### The problem
Which lines of the data contain the string "reflection"? Copy every one.

### Input material

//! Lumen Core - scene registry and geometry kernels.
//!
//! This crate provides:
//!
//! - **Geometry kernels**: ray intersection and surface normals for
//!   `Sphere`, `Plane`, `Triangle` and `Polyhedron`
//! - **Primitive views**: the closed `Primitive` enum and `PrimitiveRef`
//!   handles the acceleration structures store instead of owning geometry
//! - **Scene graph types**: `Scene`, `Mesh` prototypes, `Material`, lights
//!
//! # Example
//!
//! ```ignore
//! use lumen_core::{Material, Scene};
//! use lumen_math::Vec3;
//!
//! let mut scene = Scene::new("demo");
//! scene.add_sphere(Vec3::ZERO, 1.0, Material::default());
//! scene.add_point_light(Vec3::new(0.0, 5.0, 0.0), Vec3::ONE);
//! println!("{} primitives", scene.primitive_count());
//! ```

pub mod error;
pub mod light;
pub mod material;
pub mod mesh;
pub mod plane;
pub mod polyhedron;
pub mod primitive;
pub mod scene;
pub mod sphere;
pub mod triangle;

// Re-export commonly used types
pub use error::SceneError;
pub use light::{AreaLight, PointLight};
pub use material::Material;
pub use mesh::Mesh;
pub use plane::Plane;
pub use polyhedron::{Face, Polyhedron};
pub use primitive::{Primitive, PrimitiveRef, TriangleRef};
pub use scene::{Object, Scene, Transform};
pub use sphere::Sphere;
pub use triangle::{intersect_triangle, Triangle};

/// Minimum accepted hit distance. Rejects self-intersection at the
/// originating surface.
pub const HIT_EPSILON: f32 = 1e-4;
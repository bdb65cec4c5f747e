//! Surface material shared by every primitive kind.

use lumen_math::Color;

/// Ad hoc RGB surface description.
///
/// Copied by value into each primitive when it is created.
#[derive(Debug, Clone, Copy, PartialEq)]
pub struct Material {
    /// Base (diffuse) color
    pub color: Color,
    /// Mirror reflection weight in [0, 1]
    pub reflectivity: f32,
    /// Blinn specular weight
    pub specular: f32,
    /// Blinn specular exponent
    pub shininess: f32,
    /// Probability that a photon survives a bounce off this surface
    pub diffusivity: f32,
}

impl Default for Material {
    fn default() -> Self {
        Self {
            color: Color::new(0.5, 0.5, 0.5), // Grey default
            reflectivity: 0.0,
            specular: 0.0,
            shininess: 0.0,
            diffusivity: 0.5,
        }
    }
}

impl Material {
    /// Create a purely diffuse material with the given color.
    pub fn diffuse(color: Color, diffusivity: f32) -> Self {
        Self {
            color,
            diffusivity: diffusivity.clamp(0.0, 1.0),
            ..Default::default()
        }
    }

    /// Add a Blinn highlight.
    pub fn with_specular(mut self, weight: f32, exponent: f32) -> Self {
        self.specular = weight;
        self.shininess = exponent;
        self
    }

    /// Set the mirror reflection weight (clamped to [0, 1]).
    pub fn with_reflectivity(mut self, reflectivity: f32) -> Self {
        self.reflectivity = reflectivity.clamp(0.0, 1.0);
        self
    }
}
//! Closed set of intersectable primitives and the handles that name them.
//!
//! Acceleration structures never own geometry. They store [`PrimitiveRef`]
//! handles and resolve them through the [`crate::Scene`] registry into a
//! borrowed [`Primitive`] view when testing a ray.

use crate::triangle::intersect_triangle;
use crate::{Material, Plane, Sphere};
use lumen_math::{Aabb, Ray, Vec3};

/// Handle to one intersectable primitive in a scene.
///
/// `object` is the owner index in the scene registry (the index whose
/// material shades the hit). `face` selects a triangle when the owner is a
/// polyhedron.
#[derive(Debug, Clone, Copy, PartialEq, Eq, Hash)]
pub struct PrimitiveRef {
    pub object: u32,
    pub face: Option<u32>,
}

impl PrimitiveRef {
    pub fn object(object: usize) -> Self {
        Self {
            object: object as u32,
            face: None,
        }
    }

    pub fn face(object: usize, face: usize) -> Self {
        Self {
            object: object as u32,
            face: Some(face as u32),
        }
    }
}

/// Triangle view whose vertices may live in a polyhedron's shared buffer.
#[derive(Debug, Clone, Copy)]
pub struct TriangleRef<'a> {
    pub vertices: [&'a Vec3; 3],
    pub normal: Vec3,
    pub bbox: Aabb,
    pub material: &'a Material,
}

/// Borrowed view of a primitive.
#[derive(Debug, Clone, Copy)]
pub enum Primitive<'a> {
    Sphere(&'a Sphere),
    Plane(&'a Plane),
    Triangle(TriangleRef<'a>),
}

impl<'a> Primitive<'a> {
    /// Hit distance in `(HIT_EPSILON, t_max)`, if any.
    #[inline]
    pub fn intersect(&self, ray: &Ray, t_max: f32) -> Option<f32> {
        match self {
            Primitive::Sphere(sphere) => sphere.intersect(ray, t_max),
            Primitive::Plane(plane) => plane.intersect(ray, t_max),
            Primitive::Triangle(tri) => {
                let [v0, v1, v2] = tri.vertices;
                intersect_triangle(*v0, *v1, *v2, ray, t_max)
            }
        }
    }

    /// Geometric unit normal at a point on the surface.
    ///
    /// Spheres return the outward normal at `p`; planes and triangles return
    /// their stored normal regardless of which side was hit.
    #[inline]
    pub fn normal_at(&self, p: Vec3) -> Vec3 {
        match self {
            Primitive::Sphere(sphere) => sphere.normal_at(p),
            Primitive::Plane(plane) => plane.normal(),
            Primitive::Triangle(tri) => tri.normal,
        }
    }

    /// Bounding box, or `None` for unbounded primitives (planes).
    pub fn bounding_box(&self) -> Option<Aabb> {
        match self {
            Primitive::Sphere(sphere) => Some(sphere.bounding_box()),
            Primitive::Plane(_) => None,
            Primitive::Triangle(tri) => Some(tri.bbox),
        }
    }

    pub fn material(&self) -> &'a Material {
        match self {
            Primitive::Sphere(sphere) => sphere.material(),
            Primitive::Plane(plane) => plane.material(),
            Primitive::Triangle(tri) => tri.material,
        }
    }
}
---
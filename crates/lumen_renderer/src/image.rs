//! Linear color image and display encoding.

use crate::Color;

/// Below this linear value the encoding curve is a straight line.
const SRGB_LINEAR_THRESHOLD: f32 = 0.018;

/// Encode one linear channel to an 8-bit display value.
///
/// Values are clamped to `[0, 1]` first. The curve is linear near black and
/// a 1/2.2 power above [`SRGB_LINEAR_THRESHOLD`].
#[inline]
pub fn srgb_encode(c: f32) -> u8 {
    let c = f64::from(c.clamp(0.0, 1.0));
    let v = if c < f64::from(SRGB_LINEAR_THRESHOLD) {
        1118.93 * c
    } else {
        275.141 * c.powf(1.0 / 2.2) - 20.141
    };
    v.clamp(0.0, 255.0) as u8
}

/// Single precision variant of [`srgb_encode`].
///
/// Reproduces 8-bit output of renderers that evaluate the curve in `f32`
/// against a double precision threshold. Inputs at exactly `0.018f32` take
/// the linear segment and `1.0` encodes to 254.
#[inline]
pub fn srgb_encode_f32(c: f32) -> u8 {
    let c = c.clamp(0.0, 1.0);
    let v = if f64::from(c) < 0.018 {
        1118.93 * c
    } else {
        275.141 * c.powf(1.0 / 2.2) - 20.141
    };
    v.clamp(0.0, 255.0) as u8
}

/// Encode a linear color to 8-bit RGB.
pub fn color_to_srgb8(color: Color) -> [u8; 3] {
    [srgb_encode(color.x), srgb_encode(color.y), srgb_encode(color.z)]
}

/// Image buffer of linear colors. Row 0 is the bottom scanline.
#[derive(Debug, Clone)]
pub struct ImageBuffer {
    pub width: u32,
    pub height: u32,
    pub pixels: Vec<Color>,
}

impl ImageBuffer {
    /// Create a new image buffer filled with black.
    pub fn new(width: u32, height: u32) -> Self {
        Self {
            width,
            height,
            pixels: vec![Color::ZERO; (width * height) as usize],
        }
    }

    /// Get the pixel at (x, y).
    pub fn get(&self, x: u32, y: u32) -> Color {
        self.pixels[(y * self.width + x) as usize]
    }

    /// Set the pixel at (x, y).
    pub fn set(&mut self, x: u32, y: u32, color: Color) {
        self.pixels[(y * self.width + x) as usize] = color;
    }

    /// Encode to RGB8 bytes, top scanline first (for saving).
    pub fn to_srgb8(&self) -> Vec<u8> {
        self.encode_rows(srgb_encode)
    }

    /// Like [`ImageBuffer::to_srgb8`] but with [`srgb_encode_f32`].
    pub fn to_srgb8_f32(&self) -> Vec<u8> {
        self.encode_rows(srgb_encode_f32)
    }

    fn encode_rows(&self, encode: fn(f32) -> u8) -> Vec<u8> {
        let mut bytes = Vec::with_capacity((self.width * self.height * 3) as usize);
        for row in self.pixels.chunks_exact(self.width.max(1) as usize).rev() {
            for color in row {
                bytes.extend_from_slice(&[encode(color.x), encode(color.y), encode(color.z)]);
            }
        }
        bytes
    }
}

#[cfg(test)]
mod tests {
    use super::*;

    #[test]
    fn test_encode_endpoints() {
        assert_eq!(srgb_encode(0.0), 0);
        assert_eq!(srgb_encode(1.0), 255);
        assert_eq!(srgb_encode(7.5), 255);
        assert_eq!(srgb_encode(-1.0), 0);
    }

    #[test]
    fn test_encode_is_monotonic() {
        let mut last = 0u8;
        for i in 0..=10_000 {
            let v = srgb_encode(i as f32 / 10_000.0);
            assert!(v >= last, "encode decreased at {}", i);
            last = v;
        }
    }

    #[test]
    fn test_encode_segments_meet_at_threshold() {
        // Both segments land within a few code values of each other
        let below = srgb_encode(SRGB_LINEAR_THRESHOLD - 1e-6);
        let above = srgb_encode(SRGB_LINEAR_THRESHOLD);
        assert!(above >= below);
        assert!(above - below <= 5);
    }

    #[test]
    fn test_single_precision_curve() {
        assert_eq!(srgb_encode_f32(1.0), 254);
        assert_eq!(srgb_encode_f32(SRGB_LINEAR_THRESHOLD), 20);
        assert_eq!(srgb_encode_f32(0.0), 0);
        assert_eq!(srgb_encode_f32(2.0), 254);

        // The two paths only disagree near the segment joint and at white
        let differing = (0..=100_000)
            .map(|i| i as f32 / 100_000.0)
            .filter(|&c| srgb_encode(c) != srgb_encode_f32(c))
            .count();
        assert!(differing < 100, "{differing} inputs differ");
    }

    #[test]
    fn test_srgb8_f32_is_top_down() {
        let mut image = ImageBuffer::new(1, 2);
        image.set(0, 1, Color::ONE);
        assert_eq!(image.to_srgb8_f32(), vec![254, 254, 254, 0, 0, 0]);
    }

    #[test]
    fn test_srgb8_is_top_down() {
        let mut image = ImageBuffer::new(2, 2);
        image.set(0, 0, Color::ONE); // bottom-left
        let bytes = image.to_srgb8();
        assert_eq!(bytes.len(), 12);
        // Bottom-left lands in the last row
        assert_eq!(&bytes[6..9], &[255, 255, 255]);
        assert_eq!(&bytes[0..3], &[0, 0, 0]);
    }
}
* * *
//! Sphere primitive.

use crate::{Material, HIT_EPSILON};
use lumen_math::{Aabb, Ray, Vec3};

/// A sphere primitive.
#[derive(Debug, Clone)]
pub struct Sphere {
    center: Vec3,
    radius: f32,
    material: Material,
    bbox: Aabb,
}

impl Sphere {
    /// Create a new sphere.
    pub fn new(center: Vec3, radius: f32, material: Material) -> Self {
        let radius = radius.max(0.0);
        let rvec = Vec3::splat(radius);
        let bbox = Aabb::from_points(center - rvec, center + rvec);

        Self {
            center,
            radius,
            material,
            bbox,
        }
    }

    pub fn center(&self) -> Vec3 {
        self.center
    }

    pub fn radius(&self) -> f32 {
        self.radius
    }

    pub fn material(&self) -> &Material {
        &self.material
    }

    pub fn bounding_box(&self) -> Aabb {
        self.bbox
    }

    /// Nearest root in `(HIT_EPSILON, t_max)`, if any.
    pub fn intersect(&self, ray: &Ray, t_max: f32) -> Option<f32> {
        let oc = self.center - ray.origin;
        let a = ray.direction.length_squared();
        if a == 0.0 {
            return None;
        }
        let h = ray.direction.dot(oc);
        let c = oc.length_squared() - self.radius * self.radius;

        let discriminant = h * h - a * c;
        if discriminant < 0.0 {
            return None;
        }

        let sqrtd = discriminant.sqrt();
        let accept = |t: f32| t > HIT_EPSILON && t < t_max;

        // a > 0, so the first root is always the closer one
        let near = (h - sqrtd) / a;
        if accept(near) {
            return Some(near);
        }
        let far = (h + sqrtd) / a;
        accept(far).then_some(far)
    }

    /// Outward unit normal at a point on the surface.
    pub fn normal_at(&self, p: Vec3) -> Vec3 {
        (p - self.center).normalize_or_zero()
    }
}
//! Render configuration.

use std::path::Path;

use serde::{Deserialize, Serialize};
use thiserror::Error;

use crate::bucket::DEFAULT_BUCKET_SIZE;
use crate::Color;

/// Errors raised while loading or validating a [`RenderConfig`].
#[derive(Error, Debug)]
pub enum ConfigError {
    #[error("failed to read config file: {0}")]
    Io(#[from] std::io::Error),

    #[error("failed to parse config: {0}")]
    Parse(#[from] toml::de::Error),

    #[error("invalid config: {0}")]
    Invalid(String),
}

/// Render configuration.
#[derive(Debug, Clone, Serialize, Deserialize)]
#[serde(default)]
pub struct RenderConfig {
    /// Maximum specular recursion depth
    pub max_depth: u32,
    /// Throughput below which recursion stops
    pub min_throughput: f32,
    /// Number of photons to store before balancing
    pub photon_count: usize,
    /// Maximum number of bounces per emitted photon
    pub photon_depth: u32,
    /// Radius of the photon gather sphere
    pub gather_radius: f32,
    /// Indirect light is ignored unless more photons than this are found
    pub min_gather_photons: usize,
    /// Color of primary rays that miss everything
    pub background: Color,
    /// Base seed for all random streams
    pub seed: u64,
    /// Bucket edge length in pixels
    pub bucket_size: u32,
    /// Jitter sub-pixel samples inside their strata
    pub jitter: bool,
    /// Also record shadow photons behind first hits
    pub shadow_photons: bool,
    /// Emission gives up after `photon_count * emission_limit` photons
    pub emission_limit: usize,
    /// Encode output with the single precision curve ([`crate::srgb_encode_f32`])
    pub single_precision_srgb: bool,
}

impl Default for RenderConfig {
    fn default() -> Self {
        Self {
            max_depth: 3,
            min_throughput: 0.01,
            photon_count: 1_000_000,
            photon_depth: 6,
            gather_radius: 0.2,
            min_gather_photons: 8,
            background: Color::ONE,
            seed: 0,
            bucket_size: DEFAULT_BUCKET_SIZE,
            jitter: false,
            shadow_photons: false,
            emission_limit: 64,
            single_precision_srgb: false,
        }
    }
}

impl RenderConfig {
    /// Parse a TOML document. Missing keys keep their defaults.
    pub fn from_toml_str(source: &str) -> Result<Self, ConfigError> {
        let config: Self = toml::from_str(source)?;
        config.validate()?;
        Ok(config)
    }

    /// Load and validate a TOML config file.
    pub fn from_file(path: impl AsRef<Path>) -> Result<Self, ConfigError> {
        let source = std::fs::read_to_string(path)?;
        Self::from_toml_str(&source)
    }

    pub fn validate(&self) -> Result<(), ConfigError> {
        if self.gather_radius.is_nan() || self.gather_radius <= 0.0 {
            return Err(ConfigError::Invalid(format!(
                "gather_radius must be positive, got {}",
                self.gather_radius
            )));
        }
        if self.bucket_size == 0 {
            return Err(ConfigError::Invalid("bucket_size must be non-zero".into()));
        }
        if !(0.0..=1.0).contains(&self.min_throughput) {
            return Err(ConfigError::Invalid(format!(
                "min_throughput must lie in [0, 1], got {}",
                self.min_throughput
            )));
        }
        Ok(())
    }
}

### Worked solution
    /// Mirror reflection weight in [0, 1]
    /// Set the mirror reflection weight (clamped to [0, 1]).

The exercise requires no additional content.